All tissues in the human body, including skin, have the ability to conduct electricity. Indeed, this is how our nerves function to relay information from one part of the body to another. The skin also has electrical activity, which is in constant, slight variation, and can be measured and charted. The skin's electrical conductivity fluctuates based on certain bodily conditions, and this fluctuation is called the galvanic skin response.

Sudden changes in emotion, such as fright, can trigger the galvanic skin response, as can other types of changes, such as the hot flashes that are characteristic of menopause. The galvanic skin response can be graphed on a chart for observation, in the same way that heart or brain activity is recorded. Even though this is the case, it is impossible to detect the type of emotion or physical change that elicited the galvanic skin response by simply looking at the graph.

The devices which measure a galvanic skin response are often referred to as feedback instruments, in part because of how this response is generated or detected. If this response is measured "actively," then a gentle electric current is passed through the body of the test subject to measure conductivity. A passive test measures the current that is generated by the person's body itself. The feedback from this is what constitutes the measured galvanic skin response.

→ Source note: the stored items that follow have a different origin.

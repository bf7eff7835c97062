//! CSV ingestion: classify, create, load.
//!
//! Re-ingesting into an existing table follows [`ConflictPolicy`]. The
//! default appends, keeping the live table definition, and requires the new
//! headers to match its columns.
//!
//! Table preparation and the row load share one transaction: a failed
//! ingest leaves the store exactly as it was.

use std::path::Path;

use clap::ValueEnum;
use itertools::Itertools;
use log::{debug, info, warn};
use rusqlite::Connection;
use serde::Serialize;

use crate::{
    classify::{TypeTag, classify_columns},
    error::IngestError,
    introspect::{self, Column},
    io_utils, loader,
    store::{self, Store},
    synth,
};

/// Rows sampled for classification; 0 scans every row.
pub const DEFAULT_SAMPLE_ROWS: usize = 0;

#[derive(Debug, Clone, Copy, ValueEnum, PartialEq, Eq, Default)]
#[value(rename_all = "kebab-case")]
pub enum ConflictPolicy {
    /// Keep the existing table and append rows whose headers match it
    #[default]
    Append,
    /// Drop the existing table and ingest afresh
    Replace,
    /// Fail when the table already exists
    Reject,
}

#[derive(Debug, Clone)]
pub struct IngestOptions {
    /// Rows sampled for type classification (0 means full scan)
    pub sample_rows: usize,
    pub on_conflict: ConflictPolicy,
    pub delimiter: Option<u8>,
    pub encoding: Option<String>,
}

impl Default for IngestOptions {
    fn default() -> Self {
        Self {
            sample_rows: DEFAULT_SAMPLE_ROWS,
            on_conflict: ConflictPolicy::default(),
            delimiter: None,
            encoding: None,
        }
    }
}

#[derive(Debug, Clone)]
pub struct IngestRequest {
    pub table_hint: String,
    pub headers: Vec<String>,
    pub rows: Vec<Vec<String>>,
}

#[derive(Debug, Clone, Serialize)]
pub struct IngestReport {
    pub table: String,
    pub columns: Vec<Column>,
    pub rows_loaded: usize,
    pub created: bool,
}

pub fn ingest(
    store: &Store,
    request: &IngestRequest,
    options: &IngestOptions,
) -> Result<IngestReport, IngestError> {
    if request.headers.is_empty() || request.headers.iter().all(|h| h.is_empty()) {
        return Err(IngestError::Empty);
    }
    let table = synth::sanitize_identifier(&request.table_hint);
    let headers = request
        .headers
        .iter()
        .map(|h| synth::sanitize_identifier(h))
        .collect::<Vec<_>>();

    let report = store.with_connection(|conn| -> Result<IngestReport, IngestError> {
        let engine_error = |source| IngestError::Engine {
            table: table.clone(),
            source,
        };
        let tx = conn.transaction().map_err(engine_error)?;
        let created = prepare_table(&tx, &table, &headers, request, options)?;
        let rows_loaded = loader::insert_all(&tx, &table, &request.rows)?;
        let columns = introspect::read_columns(&tx, &table)?;
        tx.commit().map_err(engine_error)?;
        Ok(IngestReport {
            table: table.clone(),
            columns,
            rows_loaded,
            created,
        })
    })?;
    info!(
        "Ingested {} row(s) into '{}' ({} column(s))",
        report.rows_loaded,
        report.table,
        report.columns.len()
    );
    Ok(report)
}

/// Makes sure `table` exists with a shape compatible with `headers`.
/// Returns whether a new table was created. Runs inside the ingest
/// transaction, so a dropped or created table is undone if the load fails.
fn prepare_table(
    conn: &Connection,
    table: &str,
    headers: &[String],
    request: &IngestRequest,
    options: &IngestOptions,
) -> Result<bool, IngestError> {
    let engine_error = |source| IngestError::Engine {
        table: table.to_string(),
        source,
    };
    if store::table_exists(conn, table).map_err(engine_error)? {
        match options.on_conflict {
            ConflictPolicy::Reject => {
                return Err(IngestError::Conflict {
                    table: table.to_string(),
                });
            }
            ConflictPolicy::Replace => {
                warn!("Replacing existing table '{table}'");
                conn.execute(&format!("DROP TABLE {}", synth::quote_identifier(table)), [])
                    .map_err(engine_error)?;
            }
            ConflictPolicy::Append => {
                let existing = introspect::read_columns(conn, table)?
                    .into_iter()
                    .map(|c| c.name)
                    .collect::<Vec<_>>();
                if existing != headers {
                    return Err(IngestError::SchemaMismatch {
                        table: table.to_string(),
                        expected: existing.join(", "),
                        found: headers.join(", "),
                    });
                }
                debug!("Appending to existing table '{table}'");
                return Ok(false);
            }
        }
    }

    let types = classify_columns(headers.len(), &request.rows, options.sample_rows);
    let columns = headers
        .iter()
        .cloned()
        .zip(types)
        .collect::<Vec<(String, TypeTag)>>();
    debug!(
        "Inferred types for '{table}': {}",
        columns
            .iter()
            .map(|(name, tag)| format!("{name}:{tag}"))
            .join(", ")
    );
    let sql = synth::create_table_sql(table, &columns);
    debug!("Executing: {sql}");
    conn.execute(&sql, []).map_err(engine_error)?;
    Ok(true)
}

/// Ingests a CSV file, naming the table after the file.
pub fn ingest_path(
    store: &Store,
    path: &Path,
    options: &IngestOptions,
) -> Result<IngestReport, IngestError> {
    let delimiter = io_utils::resolve_input_delimiter(path, options.delimiter);
    let encoding = io_utils::resolve_encoding(options.encoding.as_deref())?;
    let document = io_utils::read_csv_path(path, delimiter, encoding)?;
    let file_name = path
        .file_name()
        .map(|name| name.to_string_lossy().into_owned())
        .unwrap_or_else(|| path.display().to_string());
    let request = IngestRequest {
        table_hint: synth::derive_table_name(&file_name),
        headers: document.headers,
        rows: document.rows,
    };
    ingest(store, &request, options)
}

The most well-known use for measuring this response is as a part of a polygraph or "lie detector" test. The reaction of the body is measurable by this and many other parameters, when a person tells a lie. Knowingly stating a falsehood is, in a physiological sense, stressful and unnatural. A change in the electrical conductivity of the skin, as well as changes in breathing, heartbeat, and perspiration, is one of the body's responses to the stress of lying.

Measuring the galvanic skin response can also be an important element of certain psychotherapy treatments, as well as behavioral therapy. Research studies involving stress and anxiety levels have also been carried out with attention to this response. Other, purely scientific applications have been found for it as well. One good example of this is the touchscreen monitor.

These display screens operate by detecting the skin's electrical conductivity. Users of touchscreen monitors may have noticed that these devices work poorly when they are wearing gloves. In fact, they may not work at all in this case, because the gloves not only insulate against heat transfer, but also the detection of electrical currents present in the skin.